*** SOURCE INFORMATION ***
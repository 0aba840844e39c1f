use std::sync::atomic::{AtomicUsize, Ordering};
use std::sync::Arc;

use http::Method;

use super::pattern::{
    decode_component, join_pattern, normalize_path, normalize_prefix, MatchResult,
    ParamCharset, RoutePattern,
};
use super::{MethodSet, Router};
use crate::server::{Request, RequestContext, Response};

fn captured(result: MatchResult) -> Vec<(String, String)> {
    result
        .into_params()
        .unwrap_or_default()
        .into_iter()
        .map(|(k, v)| (k.to_string(), v))
        .collect()
}

fn pair(k: &str, v: &str) -> (String, String) {
    (k.to_string(), v.to_string())
}

#[test]
fn test_root_pattern_only_matches_root() {
    let p = RoutePattern::parse("/");
    assert_eq!(p.matches("/", ParamCharset::Extended), MatchResult::Matched);
    assert!(!p.matches("/a", ParamCharset::Extended).is_match());
}

#[test]
fn test_literal_pattern_matches_without_params() {
    let p = RoutePattern::parse("/about/team");
    assert_eq!(p.matches("/about/team", ParamCharset::Extended), MatchResult::Matched);
    assert!(!p.matches("/about/Team", ParamCharset::Extended).is_match());
}

#[test]
fn test_regex_metacharacters_are_literal() {
    let p = RoutePattern::parse("/c++/a.b");
    assert!(p.matches("/c++/a.b", ParamCharset::Extended).is_match());
    assert!(!p.matches("/c++/axb", ParamCharset::Extended).is_match());
}

#[test]
fn test_param_capture_is_anchored() {
    let p = RoutePattern::parse("/users/:id");
    assert_eq!(
        captured(p.matches("/users/42", ParamCharset::Extended)),
        vec![pair("id", "42")]
    );
    assert!(!p.matches("/users/42/extra", ParamCharset::Extended).is_match());
    assert!(!p.matches("/users", ParamCharset::Extended).is_match());
}

#[test]
fn test_param_values_are_decoded() {
    let p = RoutePattern::parse("/users/:id");
    assert_eq!(
        captured(p.matches("/users/42%20x", ParamCharset::Extended)),
        vec![pair("id", "42 x")]
    );
    assert_eq!(
        captured(p.matches("/users/a+b", ParamCharset::Extended)),
        vec![pair("id", "a b")]
    );
}

#[test]
fn test_strict_charset_rejects_extended_chars() {
    let p = RoutePattern::parse("/tags/:tag");
    assert!(p.matches("/tags/a%20b", ParamCharset::Extended).is_match());
    assert!(!p.matches("/tags/a%20b", ParamCharset::Strict).is_match());
    assert!(p.matches("/tags/rust-lang_2", ParamCharset::Strict).is_match());
    assert!(!p.matches("/tags/a.b", ParamCharset::Extended).is_match());
}

#[test]
fn test_multiple_params_keep_order() {
    let p = RoutePattern::parse("/org/:org/repo/:repo");
    assert_eq!(
        p.param_names().collect::<Vec<_>>(),
        vec!["org", "repo"]
    );
    assert_eq!(
        captured(p.matches("/org/acme/repo/web", ParamCharset::Extended)),
        vec![pair("org", "acme"), pair("repo", "web")]
    );
}

#[test]
fn test_catch_all_pattern() {
    let p = RoutePattern::parse("*");
    assert!(p.is_catch_all());
    assert_eq!(p.matches("/anything/at/all", ParamCharset::Strict), MatchResult::Matched);
}

#[test]
fn test_trailing_wildcard_captures_remainder() {
    let p = RoutePattern::parse("/static/*");
    assert_eq!(
        captured(p.matches("/static/css/site.css", ParamCharset::Extended)),
        vec![pair("*", "css/site.css")]
    );
    assert_eq!(
        captured(p.matches("/static", ParamCharset::Extended)),
        vec![pair("*", "")]
    );
    assert!(!p.matches("/other/x", ParamCharset::Extended).is_match());
}

#[test]
fn test_pattern_normalisation() {
    assert_eq!(RoutePattern::parse("users/").as_str(), "/users");
    assert_eq!(RoutePattern::parse("").as_str(), "/");
    assert_eq!(normalize_path("/a/b/?q=1"), "/a/b");
    assert_eq!(normalize_path(""), "/");
    assert_eq!(normalize_prefix("/"), "");
    assert_eq!(normalize_prefix("api/"), "/api");
}

#[test]
fn test_join_pattern() {
    assert_eq!(join_pattern("/api", "/widgets"), "/api/widgets");
    assert_eq!(join_pattern("/api", "widgets/"), "/api/widgets");
    assert_eq!(join_pattern("/api", "/"), "/api");
    assert_eq!(join_pattern("/api", "*"), "/api/*");
    assert_eq!(join_pattern("", "*"), "*");
}

#[test]
fn test_prefix_match_respects_segment_boundary() {
    let api = RoutePattern::parse("/api");
    assert!(api.matches_prefix("/api", ParamCharset::Extended));
    assert!(api.matches_prefix("/api/ping", ParamCharset::Extended));
    assert!(!api.matches_prefix("/apix", ParamCharset::Extended));
    assert!(!api.matches_prefix("/", ParamCharset::Extended));
    assert!(RoutePattern::parse("/").matches_prefix("/anything", ParamCharset::Extended));
}

#[test]
fn test_prefix_match_accepts_param_segments() {
    let org = RoutePattern::parse("/orgs/:org/teams");
    assert!(org.matches_prefix("/orgs/acme/teams", ParamCharset::Extended));
    assert!(org.matches_prefix("/orgs/acme/teams/7", ParamCharset::Extended));
    assert!(!org.matches_prefix("/orgs/acme", ParamCharset::Extended));
    assert!(!org.matches_prefix("/orgs//teams", ParamCharset::Extended));
    assert!(!org.matches_prefix("/orgs/a;b/teams", ParamCharset::Strict));
}

#[test]
fn test_invalid_param_name_is_literal() {
    let pattern = RoutePattern::parse("/files/:name.json");
    assert_eq!(pattern.param_names().count(), 0);
    assert_eq!(
        pattern.matches("/files/:name.json", ParamCharset::Extended),
        MatchResult::Matched
    );
    assert!(!pattern.matches("/files/report", ParamCharset::Extended).is_match());
}

#[test]
fn test_decode_component_is_lossy() {
    assert_eq!(decode_component("%E2%9C%93"), "\u{2713}");
    assert_eq!(decode_component("%FF"), "\u{FFFD}");
}

#[test]
fn test_method_set_parse() {
    let set = MethodSet::parse("GET|POST");
    assert!(set.contains(&Method::GET));
    assert!(set.contains(&Method::POST));
    assert!(!set.contains(&Method::PUT));
    assert_eq!(set.to_string(), "GET|POST");

    assert!(MethodSet::parse("*").contains(&Method::DELETE));
    assert!(!MethodSet::parse("get").contains(&Method::GET));
}

#[test]
fn test_group_composes_and_restores_prefix() {
    let mut router = Router::new();
    router.group("/api", |api| {
        api.get("/widgets", |_, _| Ok(()));
        api.group("v1/", |v1| {
            v1.get("/users/:id", |_, _| Ok(()));
        });
    });
    router.get("/widgets", |_, _| Ok(()));
    router.group("/", |root| {
        root.get("/plain", |_, _| Ok(()));
    });

    let patterns: Vec<&str> = router.routes().map(|r| r.pattern().as_str()).collect();
    assert_eq!(
        patterns,
        vec!["/api/widgets", "/api/v1/users/:id", "/widgets", "/plain"]
    );
}

#[test]
fn test_with_is_group_alias() {
    let mut router = Router::new();
    router.with("/admin", |admin| {
        admin.any("/", |_, _| Ok(()));
    });
    let entry = router.routes().next().unwrap();
    assert_eq!(entry.pattern().as_str(), "/admin");
    assert_eq!(entry.methods(), &MethodSet::Any);
}

#[test]
fn test_mount_reprefixes_and_prepends_middlewares() {
    let mut sub = Router::new();
    sub.get("/", |_, _| Ok(()));
    sub.route_chain(
        "GET|POST",
        "/items/:id",
        vec![crate::handler(|_, _| Ok(())), crate::handler(|_, _| Ok(()))],
    );

    let mut app = Router::new();
    app.group("/v2", |v2| {
        v2.mount("/shop", sub, vec![crate::handler(|_, _| Ok(()))]);
    });

    let routes: Vec<(String, usize)> = app
        .routes()
        .map(|r| (r.pattern().to_string(), r.handler_count()))
        .collect();
    assert_eq!(
        routes,
        vec![
            ("/v2/shop".to_string(), 2),
            ("/v2/shop/items/:id".to_string(), 3)
        ]
    );
}

#[test]
fn test_dispatch_does_not_mutate_table() {
    let hits = Arc::new(AtomicUsize::new(0));
    let counter = Arc::clone(&hits);
    let mut router = Router::new();
    router.get("/items/:id", move |_, res| {
        counter.fetch_add(1, Ordering::SeqCst);
        res.send("ok");
        Ok(())
    });

    let before = router.routes().count();
    for _ in 0..2 {
        let mut ctx = RequestContext::new(Request::new(Method::GET, "/items/3"));
        let mut res = Response::new();
        let outcome = router.try_dispatch(&mut ctx, &mut res).unwrap();
        assert!(outcome.is_routed());
        assert_eq!(ctx.param("id"), Some("3"));
    }
    assert_eq!(router.routes().count(), before);
    assert_eq!(hits.load(Ordering::SeqCst), 2);
}

#[test]
fn test_match_route_ignores_middleware_and_fallbacks() {
    let mut router = Router::new();
    router.middleware(|_, res| {
        res.end(401);
        Ok(())
    });
    router.fallback(|_, _| Ok(()));
    router.get("/items/:id", |_, _| Ok(()));

    let m = router.match_route(&Method::GET, "/items/9/").unwrap();
    assert_eq!(&*m.pattern, "/items/:id");
    assert_eq!(m.param("id"), Some("9"));
    assert!(router.match_route(&Method::POST, "/items/9").is_none());
}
*** End of SOURCE INFORMATION ***
### PROMPT
Reproduce each line of the entries in which the word "about" is found.

### YOUR SOLUTION
    let p = RoutePattern::parse("/about/team");
    assert_eq!(p.matches("/about/team", ParamCharset::Extended), MatchResult::Matched);
    assert!(!p.matches("/about/Team", ParamCharset::Extended).is_match());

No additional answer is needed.